| > if you're sorting large numbers of rows you should be using an index Perhaps, depends on what the table is doing and needs to be optimized for. Indexes are not free, they have a write penalty as they need to be updated every time the data in the index is updated. > I can't think of a single instance where I've ever found moving conditional logic out of a query to be meaningfully more performant. But maybe there's a specific example you have in mind? Certainly. In one of our applications we effectively represent the types as subtables with a root table for the parent type. There were roughly 10 different types with different columns per type. One way the queries were written, which is slow, was that on insertion the client app would send in (effectively) a block of data with all columns for these types to insert. In the database, the conditional logic would pull out the type id from the input and make the decision on that type information for which subtable would be inserted. There's really no way to make this something the SQL optimizer can well consume. The right solution was to instead break this up in the application and per type do the insertions directly into the table type in question. It simplified both sides of the code and ran faster. |
If you are only processing a single entity -- the backend should tell the DB exactly what to do. And one shouldn't have if-statements in SQL of course that is "doing it wrong".
But if you have a chunk of 10000 entities like that in your example, all of different types, then you will have to insert some subset of data into all those tables (1000 in one tables, 500 another table, and so on). That logic is well suited for where conditions without much overhead.
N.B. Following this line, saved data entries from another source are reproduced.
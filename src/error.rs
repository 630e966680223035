//! Unified error handling for the pace-planner library.
//!
//! The calculation core never fails: degenerate inputs resolve to 0 or an
//! empty split table. Errors only exist at the edges, where raw strings are
//! parsed strictly, configuration is loaded, or results are encoded for a host.

use std::fmt;

/// Unified error type for pace-planner operations.
#[derive(Debug, Clone, PartialEq)]
pub enum PlannerError {
    /// A raw input field could not be read as a number
    InvalidNumber { field: String, value: String },
    /// A raw input field parsed but was below zero
    NegativeValue { field: String, value: f64 },
    /// Configuration error
    ConfigError { message: String },
    /// JSON encoding/decoding error
    Serialization { message: String },
}

impl fmt::Display for PlannerError {
    fn fmt(&self, f: &mut fmt::Formatter<'_>) -> fmt::Result {
        match self {
            PlannerError::InvalidNumber { field, value } => {
                write!(f, "Field '{}' is not a number: '{}'", field, value)
            }
            PlannerError::NegativeValue { field, value } => {
                write!(f, "Field '{}' must not be negative (got {})", field, value)
            }
            PlannerError::ConfigError { message } => {
                write!(f, "Configuration error: {}", message)
            }
            PlannerError::Serialization { message } => {
                write!(f, "Serialization error: {}", message)
            }
        }
    }
}

impl std::error::Error for PlannerError {}

impl From<serde_json::Error> for PlannerError {
    fn from(err: serde_json::Error) -> Self {
        PlannerError::Serialization {
            message: err.to_string(),
        }
    }
}

/// Result type alias for pace-planner operations.
pub type Result<T> = std::result::Result<T, PlannerError>;

/// Extension trait for converting Option to PlannerError.
pub trait OptionExt<T> {
    /// Convert Option to Result with an invalid number error for `field`.
    fn ok_or_invalid_number(self, field: &str, value: &str) -> Result<T>;
}

impl<T> OptionExt<T> for Option<T> {
    fn ok_or_invalid_number(self, field: &str, value: &str) -> Result<T> {
        self.ok_or_else(|| PlannerError::InvalidNumber {
            field: field.to_string(),
            value: value.to_string(),
        })
    }
}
But yes for inserts most of the logic can usually be shifted to the DB client as that is where the data resides already. The problem I was talking about was meaningfully shifting for to the client for queries, where the client has no data to work with and must fetch it from the DB.
Let us take your example and turn it into "fetch 10000 such objects". Fetching the right rows for all of them at once using joins and where conditions (+temporary tables and multiple return sets in the same query roundtrip) is going to be more efficient for the DB than the backend first fetching the type, then branching on type, then fetching from another table and so on.